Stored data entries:
━━━
#[cfg(test)]
mod tests {
    use super::*;
    use crate::parser::Parser;

    fn tree(text: &str) -> ConfigNode {
        Parser::new().parse_config(text)
    }

    #[test]
    fn test_path_matching() {
        assert!(path_matches("interfaces.*.*.mtu", "interfaces.ethernet.eth0.mtu"));
        assert!(!path_matches("interfaces.*.*.mtu", "interfaces.ethernet.mtu"));
        assert!(!path_matches("system.host-name", "system.domain-name"));
        assert!(path_matches("a.*.c", "a.b.c"));
    }

    #[test]
    fn test_valid_tree_has_no_errors() {
        let validator = Validator::new();
        let config = tree(
            "set interfaces ethernet eth0 address '192.168.1.1/24'\n\
             set interfaces ethernet eth0 mtu 1500\n\
             set system host-name router1",
        );
        assert!(validator.validate(&config).is_empty());
    }

    #[test]
    fn test_mtu_out_of_range() {
        let validator = Validator::new();
        let config = tree("set interfaces ethernet eth0 mtu 12000");
        let errors = validator.validate(&config);
        assert_eq!(errors.len(), 1);
        assert_eq!(errors[0].error_type, ValidationErrorKind::Range);
        assert_eq!(errors[0].path, "interfaces.ethernet.eth0.mtu");
    }

    #[test]
    fn test_type_coercion_failure_short_circuits() {
        let validator = Validator::new();
        let config = tree("set interfaces ethernet eth0 mtu jumbo");
        let errors = validator.validate(&config);
        // only invalid_type; the range checks were skipped
        assert_eq!(errors.len(), 1);
        assert_eq!(errors[0].error_type, ValidationErrorKind::InvalidType);
    }

    #[test]
    fn test_firewall_action_membership() {
        let validator = Validator::new();
        let config = tree("set firewall name in rule 10 action bounce");
        let errors = validator.validate(&config);
        assert_eq!(errors.len(), 1);
        assert_eq!(errors[0].error_type, ValidationErrorKind::InvalidValue);
    }

    #[test]
    fn test_required_fires_on_valueless_leaf() {
        let mut config = ConfigNode::new();
        config
            .add_child("firewall")
            .add_child("name")
            .add_child("in")
            .add_child("rule")
            .add_child("10")
            .add_child("action");
        let validator = Validator::new();
        let errors = validator.validate(&config);
        assert_eq!(errors.len(), 1);
        assert_eq!(errors[0].error_type, ValidationErrorKind::Required);
        assert_eq!(errors[0].path, "firewall.name.in.rule.10.action");
    }

    #[test]
    fn test_tombstoned_nodes_are_skipped() {
        let validator = Validator::new();
        let config = tree(
            "set interfaces ethernet eth0 mtu 12000\n\
             delete interfaces ethernet eth0 mtu",
        );
        assert!(validator.validate(&config).is_empty());
    }

    #[test]
    fn test_multiple_errors_for_one_value() {
        let mut validator = Validator::empty();
        validator.add_rule(
            "system.host-name",
            ValidationRule::new()
                .allowed_values(["router1", "router2"])
                .pattern(Regex::new(r"^[a-z]+$").unwrap()),
        );
        let errors = validator.validate(&tree("set system host-name FW-01"));
        assert_eq!(errors.len(), 2);
        assert_eq!(errors[0].error_type, ValidationErrorKind::InvalidValue);
        assert_eq!(errors[1].error_type, ValidationErrorKind::Pattern);
    }

    #[test]
    fn test_wildcard_resolution_uses_insertion_order() {
        let mut validator = Validator::empty();
        validator.add_rule(
            "a.*.c",
            ValidationRule::new().allowed_values(["first"]),
        );
        validator.add_rule(
            "a.b.*",
            ValidationRule::new().allowed_values(["second"]),
        );
        // both patterns match a.b.c; the earlier insertion wins
        let errors = validator.validate(&tree("set a b c second"));
        assert_eq!(errors.len(), 1);
        assert!(errors[0].message.contains("allowed values: first"));
    }

    #[test]
    fn test_validator_is_deterministic() {
        let validator = Validator::new();
        let config = tree(
            "set interfaces ethernet eth0 mtu 40\n\
             set firewall name in rule 10 action bounce\n\
             set service ssh port 99999",
        );
        let first = validator.validate(&config);
        let second = validator.validate(&config);
        assert_eq!(first, second);
    }

    #[test]
    fn test_custom_validator() {
        let mut validator = Validator::empty();
        validator.add_rule(
            "system.host-name",
            ValidationRule::new().custom(|value| {
                let text = scalar_to_string(value);
                if text.len() <= 8 {
                    Ok(())
                } else {
                    Err(format!("host name '{text}' is longer than 8 characters"))
                }
            }),
        );
        let errors = validator.validate(&tree("set system host-name verylonghostname"));
        assert_eq!(errors.len(), 1);
        assert_eq!(errors[0].error_type, ValidationErrorKind::Custom);
    }

    #[test]
    fn test_add_and_remove_rule() {
        let mut validator = Validator::empty();
        validator.add_rule("x.y", ValidationRule::new().required());
        assert_eq!(validator.rule_count(), 1);
        assert!(validator.remove_rule("x.y"));
        assert!(!validator.remove_rule("x.y"));
    }
}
━━━
The response has to match the data exactly, line for line.

#[cfg(test)]
mod tests {
    use super::*;
    use crate::parser::Parser;

    fn tree(text: &str) -> ConfigNode {
        Parser::new().parse_config(text)
    }

    #[test]
    fn test_path_matching() {
        assert!(path_matches("interfaces.*.*.mtu", "interfaces.ethernet.eth0.mtu"));
        assert!(!path_matches("interfaces.*.*.mtu", "interfaces.ethernet.mtu"));
        assert!(!path_matches("system.host-name", "system.domain-name"));
        assert!(path_matches("a.*.c", "a.b.c"));
    }

    #[test]
    fn test_valid_tree_has_no_errors() {
        let validator = Validator::new();
        let config = tree(
            "set interfaces ethernet eth0 address '192.168.1.1/24'\n\
             set interfaces ethernet eth0 mtu 1500\n\
             set system host-name router1",
        );
        assert!(validator.validate(&config).is_empty());
    }

    #[test]
    fn test_mtu_out_of_range() {
        let validator = Validator::new();
        let config = tree("set interfaces ethernet eth0 mtu 12000");
        let errors = validator.validate(&config);
        assert_eq!(errors.len(), 1);
        assert_eq!(errors[0].error_type, ValidationErrorKind::Range);
        assert_eq!(errors[0].path, "interfaces.ethernet.eth0.mtu");
    }

    #[test]
    fn test_type_coercion_failure_short_circuits() {
        let validator = Validator::new();
        let config = tree("set interfaces ethernet eth0 mtu jumbo");
        let errors = validator.validate(&config);
        // only invalid_type; the range checks were skipped
        assert_eq!(errors.len(), 1);
        assert_eq!(errors[0].error_type, ValidationErrorKind::InvalidType);
    }

    #[test]
    fn test_firewall_action_membership() {
        let validator = Validator::new();
        let config = tree("set firewall name in rule 10 action bounce");
        let errors = validator.validate(&config);
        assert_eq!(errors.len(), 1);
        assert_eq!(errors[0].error_type, ValidationErrorKind::InvalidValue);
    }

    #[test]
    fn test_required_fires_on_valueless_leaf() {
        let mut config = ConfigNode::new();
        config
            .add_child("firewall")
            .add_child("name")
            .add_child("in")
            .add_child("rule")
            .add_child("10")
            .add_child("action");
        let validator = Validator::new();
        let errors = validator.validate(&config);
        assert_eq!(errors.len(), 1);
        assert_eq!(errors[0].error_type, ValidationErrorKind::Required);
        assert_eq!(errors[0].path, "firewall.name.in.rule.10.action");
    }

    #[test]
    fn test_tombstoned_nodes_are_skipped() {
        let validator = Validator::new();
        let config = tree(
            "set interfaces ethernet eth0 mtu 12000\n\
             delete interfaces ethernet eth0 mtu",
        );
        assert!(validator.validate(&config).is_empty());
    }

    #[test]
    fn test_multiple_errors_for_one_value() {
        let mut validator = Validator::empty();
        validator.add_rule(
            "system.host-name",
            ValidationRule::new()
                .allowed_values(["router1", "router2"])
                .pattern(Regex::new(r"^[a-z]+$").unwrap()),
        );
        let errors = validator.validate(&tree("set system host-name FW-01"));
        assert_eq!(errors.len(), 2);
        assert_eq!(errors[0].error_type, ValidationErrorKind::InvalidValue);
        assert_eq!(errors[1].error_type, ValidationErrorKind::Pattern);
    }

    #[test]
    fn test_wildcard_resolution_uses_insertion_order() {
        let mut validator = Validator::empty();
        validator.add_rule(
            "a.*.c",
            ValidationRule::new().allowed_values(["first"]),
        );
        validator.add_rule(
            "a.b.*",
            ValidationRule::new().allowed_values(["second"]),
        );
        // both patterns match a.b.c; the earlier insertion wins
        let errors = validator.validate(&tree("set a b c second"));
        assert_eq!(errors.len(), 1);
        assert!(errors[0].message.contains("allowed values: first"));
    }

    #[test]
    fn test_validator_is_deterministic() {
        let validator = Validator::new();
        let config = tree(
            "set interfaces ethernet eth0 mtu 40\n\
             set firewall name in rule 10 action bounce\n\
             set service ssh port 99999",
        );
        let first = validator.validate(&config);
        let second = validator.validate(&config);
        assert_eq!(first, second);
    }

    #[test]
    fn test_custom_validator() {
        let mut validator = Validator::empty();
        validator.add_rule(
            "system.host-name",
            ValidationRule::new().custom(|value| {
                let text = scalar_to_string(value);
                if text.len() <= 8 {
                    Ok(())
                } else {
                    Err(format!("host name '{text}' is longer than 8 characters"))
                }
            }),
        );
        let errors = validator.validate(&tree("set system host-name verylonghostname"));
        assert_eq!(errors.len(), 1);
        assert_eq!(errors[0].error_type, ValidationErrorKind::Custom);
    }

    #[test]
    fn test_add_and_remove_rule() {
        let mut validator = Validator::empty();
        validator.add_rule("x.y", ValidationRule::new().required());
        assert_eq!(validator.rule_count(), 1);
        assert!(validator.remove_rule("x.y"));
        assert!(!validator.remove_rule("x.y"));
    }
}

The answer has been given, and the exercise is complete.